Both of these nominations have been met with resistance due to concerns about their backgrounds.
According to CBS News, Haley expressed her concerns about Kennedy's appointment as the head of the Health and Human Services Department, citing his lack of healthcare expertise and his previous affiliation with the Democratic Party. "Who is RFK Jr? He's not a health guy, he has raised questions about what's in our food, and I am right there with him," Haley stated during her appearance on SiriusXM's "Nikki Haley Live." She continued, "That's not his background. He is not educated, trained or practiced in healthcare at all." She also referred to him as a "liberal Democrat" on multiple occasions.
Kennedy has a history of questioning vaccines, although he recently stated that he is not anti-vaccine. However, public health experts have raised concerns about his history of misleading statements regarding vaccine safety, fearing that he could potentially undermine years of progress in increasing vaccination rates against life-threatening diseases.
Haley, who initially ran against Trump in the GOP primaries before endorsing him, also took issue with Gabbard's appointment as director of national intelligence.
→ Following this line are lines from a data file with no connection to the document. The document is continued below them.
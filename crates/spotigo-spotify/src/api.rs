//! Music service trait used by the request handlers.
//!
//! Handlers depend on `MusicApi` rather than on `SpotifyClient` so they can
//! be exercised against `MockMusicApi` in tests.

use std::collections::HashMap;
use std::pin::Pin;
use std::sync::Arc;

use parking_lot::Mutex;
use reqwest::StatusCode;

use crate::client::SpotifyClient;
use crate::error::{SpotifyError, SpotifyResult};
use crate::model::{Artist, CurrentlyPlaying, Playlist, RecentlyPlayedItem, Track};

/// Boxed future for dyn-compatible async trait methods.
pub type BoxFuture<'a, T> = Pin<Box<dyn std::future::Future<Output = T> + Send + 'a>>;

/// Upstream operations the front-end needs.
pub trait MusicApi: Send + Sync {
    /// Currently playing item. `Ok(None)` when the player is idle.
    fn currently_playing(&self) -> BoxFuture<'_, SpotifyResult<Option<CurrentlyPlaying>>>;

    fn recently_played(&self) -> BoxFuture<'_, SpotifyResult<Vec<RecentlyPlayedItem>>>;

    fn track<'a>(&'a self, id: &'a str) -> BoxFuture<'a, SpotifyResult<Track>>;

    /// Add a track to the end of the user's playback queue.
    fn queue<'a>(&'a self, track_id: &'a str) -> BoxFuture<'a, SpotifyResult<()>>;

    fn current_user_playlists(&self) -> BoxFuture<'_, SpotifyResult<Vec<Playlist>>>;

    fn playlist<'a>(&'a self, id: &'a str) -> BoxFuture<'a, SpotifyResult<Playlist>>;

    /// Append tracks to a playlist in one call. Returns the snapshot id.
    fn add_tracks_to_playlist<'a>(
        &'a self,
        playlist_id: &'a str,
        track_ids: &'a [String],
    ) -> BoxFuture<'a, SpotifyResult<String>>;

    fn recommendations<'a>(&'a self, seed_tracks: &'a [String])
        -> BoxFuture<'a, SpotifyResult<Vec<Track>>>;

    fn top_tracks(&self) -> BoxFuture<'_, SpotifyResult<Vec<Track>>>;

    fn artist<'a>(&'a self, id: &'a str) -> BoxFuture<'a, SpotifyResult<Artist>>;
}

/// Arc wrapper for MusicApi trait objects.
pub type DynMusicApi = Arc<dyn MusicApi>;

impl MusicApi for SpotifyClient {
    fn currently_playing(&self) -> BoxFuture<'_, SpotifyResult<Option<CurrentlyPlaying>>> {
        Box::pin(SpotifyClient::currently_playing(self))
    }

    fn recently_played(&self) -> BoxFuture<'_, SpotifyResult<Vec<RecentlyPlayedItem>>> {
        Box::pin(SpotifyClient::recently_played(self))
    }

    fn track<'a>(&'a self, id: &'a str) -> BoxFuture<'a, SpotifyResult<Track>> {
        Box::pin(SpotifyClient::track(self, id))
    }

    fn queue<'a>(&'a self, track_id: &'a str) -> BoxFuture<'a, SpotifyResult<()>> {
        Box::pin(SpotifyClient::queue(self, track_id))
    }

    fn current_user_playlists(&self) -> BoxFuture<'_, SpotifyResult<Vec<Playlist>>> {
        Box::pin(SpotifyClient::current_user_playlists(self))
    }

    fn playlist<'a>(&'a self, id: &'a str) -> BoxFuture<'a, SpotifyResult<Playlist>> {
        Box::pin(SpotifyClient::playlist(self, id))
    }

    fn add_tracks_to_playlist<'a>(
        &'a self,
        playlist_id: &'a str,
        track_ids: &'a [String],
    ) -> BoxFuture<'a, SpotifyResult<String>> {
        Box::pin(SpotifyClient::add_tracks_to_playlist(
            self,
            playlist_id,
            track_ids,
        ))
    }

    fn recommendations<'a>(
        &'a self,
        seed_tracks: &'a [String],
    ) -> BoxFuture<'a, SpotifyResult<Vec<Track>>> {
        Box::pin(SpotifyClient::recommendations(self, seed_tracks))
    }

    fn top_tracks(&self) -> BoxFuture<'_, SpotifyResult<Vec<Track>>> {
        Box::pin(SpotifyClient::top_tracks(self))
    }

    fn artist<'a>(&'a self, id: &'a str) -> BoxFuture<'a, SpotifyResult<Artist>> {
        Box::pin(SpotifyClient::artist(self, id))
    }
}

/// Upstream operation, used to configure and inspect `MockMusicApi`.
#[derive(Debug, Clone, Copy, PartialEq, Eq, Hash)]
pub enum Endpoint {
    CurrentlyPlaying,
    RecentlyPlayed,
    Track,
    Queue,
    CurrentUserPlaylists,
    Playlist,
    AddTracksToPlaylist,
    Recommendations,
    TopTracks,
    Artist,
}

/// Failure injected into a `MockMusicApi` endpoint.
#[derive(Debug, Clone, Copy, PartialEq, Eq)]
pub enum MockFailure {
    /// Behaves like an expired or revoked token (HTTP 401).
    Unauthorized,
    /// Behaves like a transient upstream failure (HTTP 502).
    Upstream,
}

impl MockFailure {
    fn to_error(self) -> SpotifyError {
        match self {
            MockFailure::Unauthorized => SpotifyError::Unauthorized,
            MockFailure::Upstream => SpotifyError::Status {
                status: StatusCode::BAD_GATEWAY,
                body: "mock upstream failure".to_string(),
            },
        }
    }
}

/// A call recorded by `MockMusicApi`.
#[derive(Debug, Clone, PartialEq, Eq)]
pub struct MockCall {
    pub endpoint: Endpoint,
    pub args: Vec<String>,
}

/// In-memory `MusicApi` for tests.
///
/// Configure with the `with_*` builders, then share behind an `Arc`.
/// Unknown track, artist and playlist ids answer HTTP 404.
#[derive(Debug, Default)]
pub struct MockMusicApi {
    tracks: HashMap<String, Track>,
    artists: HashMap<String, Artist>,
    playlists: Vec<Playlist>,
    currently_playing: Option<CurrentlyPlaying>,
    recently_played: Vec<RecentlyPlayedItem>,
    recommendations: Vec<Track>,
    top_tracks: Vec<Track>,
    failures: HashMap<Endpoint, MockFailure>,
    /// Track ids that fail `track()` with a 404 even if known.
    missing_tracks: Vec<String>,
    /// Track ids whose `track()` and `queue()` calls fail.
    track_failures: HashMap<String, MockFailure>,
    calls: Mutex<Vec<MockCall>>,
}

impl MockMusicApi {
    pub fn new() -> Self {
        Self::default()
    }

    pub fn with_track(mut self, track: Track) -> Self {
        self.tracks.insert(track.id.clone(), track);
        self
    }

    pub fn with_artist(mut self, artist: Artist) -> Self {
        self.artists.insert(artist.id.clone(), artist);
        self
    }

    /// Add a playlist owned by the current user.
    pub fn with_playlist(mut self, playlist: Playlist) -> Self {
        self.playlists.push(playlist);
        self
    }

    pub fn with_currently_playing(mut self, playing: CurrentlyPlaying) -> Self {
        self.currently_playing = Some(playing);
        self
    }

    pub fn with_recently_played(mut self, tracks: Vec<Track>) -> Self {
        self.recently_played = tracks
            .into_iter()
            .map(|track| RecentlyPlayedItem {
                track,
                played_at: String::new(),
            })
            .collect();
        self
    }

    pub fn with_recommendations(mut self, tracks: Vec<Track>) -> Self {
        self.recommendations = tracks;
        self
    }

    pub fn with_top_tracks(mut self, tracks: Vec<Track>) -> Self {
        self.top_tracks = tracks;
        self
    }

    pub fn with_failure(mut self, endpoint: Endpoint, failure: MockFailure) -> Self {
        self.failures.insert(endpoint, failure);
        self
    }

    pub fn with_missing_track(mut self, id: impl Into<String>) -> Self {
        self.missing_tracks.push(id.into());
        self
    }

    /// Fail `track()` and `queue()` for one track id only.
    pub fn with_track_failure(mut self, id: impl Into<String>, failure: MockFailure) -> Self {
        self.track_failures.insert(id.into(), failure);
        self
    }

    /// All recorded calls in call order.
    pub fn calls(&self) -> Vec<MockCall> {
        self.calls.lock().clone()
    }

    pub fn call_count(&self, endpoint: Endpoint) -> usize {
        self.calls
            .lock()
            .iter()
            .filter(|c| c.endpoint == endpoint)
            .count()
    }

    /// Track ids passed to `queue`, in order.
    pub fn queued(&self) -> Vec<String> {
        self.args_of(Endpoint::Queue)
            .into_iter()
            .flatten()
            .collect()
    }

    /// Arguments of every call to `endpoint`.
    pub fn args_of(&self, endpoint: Endpoint) -> Vec<Vec<String>> {
        self.calls
            .lock()
            .iter()
            .filter(|c| c.endpoint == endpoint)
            .map(|c| c.args.clone())
            .collect()
    }

    fn record(&self, endpoint: Endpoint, args: Vec<String>) -> SpotifyResult<()> {
        self.calls.lock().push(MockCall { endpoint, args });
        match self.failures.get(&endpoint) {
            Some(failure) => Err(failure.to_error()),
            None => Ok(()),
        }
    }

    fn fail_track(&self, id: &str) -> SpotifyResult<()> {
        match self.track_failures.get(id) {
            Some(failure) => Err(failure.to_error()),
            None => Ok(()),
        }
    }
}

fn not_found(what: &str, id: &str) -> SpotifyError {
    SpotifyError::Status {
        status: StatusCode::NOT_FOUND,
        body: format!("{what} {id} not found"),
    }
}

impl MusicApi for MockMusicApi {
    fn currently_playing(&self) -> BoxFuture<'_, SpotifyResult<Option<CurrentlyPlaying>>> {
        Box::pin(async move {
            self.record(Endpoint::CurrentlyPlaying, Vec::new())?;
            Ok(self.currently_playing.clone())
        })
    }

    fn recently_played(&self) -> BoxFuture<'_, SpotifyResult<Vec<RecentlyPlayedItem>>> {
        Box::pin(async move {
            self.record(Endpoint::RecentlyPlayed, Vec::new())?;
            Ok(self.recently_played.clone())
        })
    }

    fn track<'a>(&'a self, id: &'a str) -> BoxFuture<'a, SpotifyResult<Track>> {
        Box::pin(async move {
            self.record(Endpoint::Track, vec![id.to_string()])?;
            self.fail_track(id)?;
            if self.missing_tracks.iter().any(|m| m == id) {
                return Err(not_found("track", id));
            }
            self.tracks
                .get(id)
                .cloned()
                .ok_or_else(|| not_found("track", id))
        })
    }

    fn queue<'a>(&'a self, track_id: &'a str) -> BoxFuture<'a, SpotifyResult<()>> {
        Box::pin(async move {
            self.record(Endpoint::Queue, vec![track_id.to_string()])?;
            self.fail_track(track_id)
        })
    }

    fn current_user_playlists(&self) -> BoxFuture<'_, SpotifyResult<Vec<Playlist>>> {
        Box::pin(async move {
            self.record(Endpoint::CurrentUserPlaylists, Vec::new())?;
            Ok(self.playlists.clone())
        })
    }

    fn playlist<'a>(&'a self, id: &'a str) -> BoxFuture<'a, SpotifyResult<Playlist>> {
        Box::pin(async move {
            self.record(Endpoint::Playlist, vec![id.to_string()])?;
            self.playlists
                .iter()
                .find(|p| p.id == id)
                .cloned()
                .ok_or_else(|| not_found("playlist", id))
        })
    }

    fn add_tracks_to_playlist<'a>(
        &'a self,
        playlist_id: &'a str,
        track_ids: &'a [String],
    ) -> BoxFuture<'a, SpotifyResult<String>> {
        Box::pin(async move {
            let mut args = vec![playlist_id.to_string()];
            args.extend(track_ids.iter().cloned());
            self.record(Endpoint::AddTracksToPlaylist, args)?;
            Ok("mock-snapshot".to_string())
        })
    }

    fn recommendations<'a>(
        &'a self,
        seed_tracks: &'a [String],
    ) -> BoxFuture<'a, SpotifyResult<Vec<Track>>> {
        Box::pin(async move {
            self.record(Endpoint::Recommendations, seed_tracks.to_vec())?;
            Ok(self.recommendations.clone())
        })
    }

    fn top_tracks(&self) -> BoxFuture<'_, SpotifyResult<Vec<Track>>> {
        Box::pin(async move {
            self.record(Endpoint::TopTracks, Vec::new())?;
            Ok(self.top_tracks.clone())
        })
    }

    fn artist<'a>(&'a self, id: &'a str) -> BoxFuture<'a, SpotifyResult<Artist>> {
        Box::pin(async move {
            self.record(Endpoint::Artist, vec![id.to_string()])?;
            self.artists
                .get(id)
                .cloned()
                .ok_or_else(|| not_found("artist", id))
        })
    }
}

#[cfg(test)]
mod tests {
    use super::*;

    fn track(id: &str) -> Track {
        Track {
            id: id.to_string(),
            name: format!("Track {id}"),
            ..Default::default()
        }
    }

    #[tokio::test]
    async fn test_mock_records_calls_in_order() {
        let api = MockMusicApi::new().with_track(track("a"));
        api.track("a").await.unwrap();
        api.queue("a").await.unwrap();
        api.queue("a").await.unwrap();

        assert_eq!(api.call_count(Endpoint::Track), 1);
        assert_eq!(api.queued(), vec!["a".to_string(), "a".to_string()]);
        assert_eq!(api.calls()[0].endpoint, Endpoint::Track);
    }

    #[tokio::test]
    async fn test_mock_failure_injection() {
        let api = MockMusicApi::new()
            .with_top_tracks(vec![track("a")])
            .with_failure(Endpoint::TopTracks, MockFailure::Unauthorized);

        let err = api.top_tracks().await.unwrap_err();
        assert!(err.is_unauthorized());
        assert_eq!(api.call_count(Endpoint::TopTracks), 1);
    }

    #[tokio::test]
    async fn test_mock_track_failure_hits_one_id() {
        let api = MockMusicApi::new()
            .with_track(track("a"))
            .with_track(track("b"))
            .with_track_failure("b", MockFailure::Unauthorized);

        api.track("a").await.unwrap();
        api.queue("a").await.unwrap();
        assert!(api.track("b").await.unwrap_err().is_unauthorized());
        assert!(api.queue("b").await.unwrap_err().is_unauthorized());
    }

    #[tokio::test]
    async fn test_mock_unknown_track_is_not_found() {
        let api: DynMusicApi = Arc::new(MockMusicApi::new());
        match api.track("nope").await.unwrap_err() {
            SpotifyError::Status { status, .. } => assert_eq!(status, StatusCode::NOT_FOUND),
            other => panic!("unexpected error: {other:?}"),
        }
    }
}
She criticized Gabbard, a former congresswoman from Hawaii, for her past comments on human rights abuses in Syria, which Haley believes echo Russian propaganda. "This is a job for an honest broker without any pronounced policy biases," Haley asserted. "She went to Syria in 2017 for a photo-op with [Syrian President Bashir] al-Assad while he was massacring his own people ... this to me was disgusting." Haley added, "Everything she said about that was Russian talking points, Russian propaganda."
Gabbard defended her 2017 meeting with Assad as a "fact-finding mission," and later described him as a "brutal dictator." In 2019, she voiced her opposition to U.S. involvement in Syria's civil war, stating that Assad "is not the enemy of the United States because Syria does not pose a direct threat to the United States." The Trump transition team has yet to comment on these criticisms. Gabbard, who lacks experience in intelligence, is also against U.S. intervention in the war in Ukraine.
The Senate is set to provide advice and consent during the confirmation process once Trump officially nominates Kennedy and Gabbard. Meanwhile, former Rep. Matt Gaetz, who was Trump's choice for attorney general, withdrew his nomination amidst a House Ethics Committee investigation into allegations of sexual misconduct and illegal drug use.